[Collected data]
+===+
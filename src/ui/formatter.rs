//! Formatting functions for progress and diagnostic output.
//!
//! Progress goes to stdout, diagnostics to stderr. Styling comes from
//! `console`, which drops colors automatically when the stream is not a tty.

use console::style;

/// Format and print an error message in red on stderr.
pub fn display_error(message: &str) {
    eprintln!("{} {}", style("ERROR:").red().bold(), message);
}

/// Format and print a success message with green checkmark.
pub fn display_success(message: &str) {
    println!("{} {}", style("✓").green(), message);
}

/// Format and print a status message with yellow arrow.
pub fn display_status(message: &str) {
    println!("{} {}", style("→").yellow(), message);
}

/// Display one planned file edit.
pub fn display_edit(summary: &str) {
    println!("  {}", summary);
}

/// Display a command that a dry run skipped.
///
/// # Arguments
/// * `command_line` - Program and arguments joined by spaces
pub fn display_planned_command(command_line: &str) {
    println!("  {} {}", style("$").dim(), style(command_line).cyan());
}

/// Label of an in-progress step, e.g. `Checking working tree... `
pub fn step_label(label: &str) -> String {
    format!("{}... ", label)
}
+===+
Action item –
Copy every line above in which the string "style" shows up.

Answer for this exercise –
use console::style;
    eprintln!("{} {}", style("ERROR:").red().bold(), message);
    println!("{} {}", style("✓").green(), message);
    println!("{} {}", style("→").yellow(), message);
    println!("  {} {}", style("$").dim(), style(command_line).cyan());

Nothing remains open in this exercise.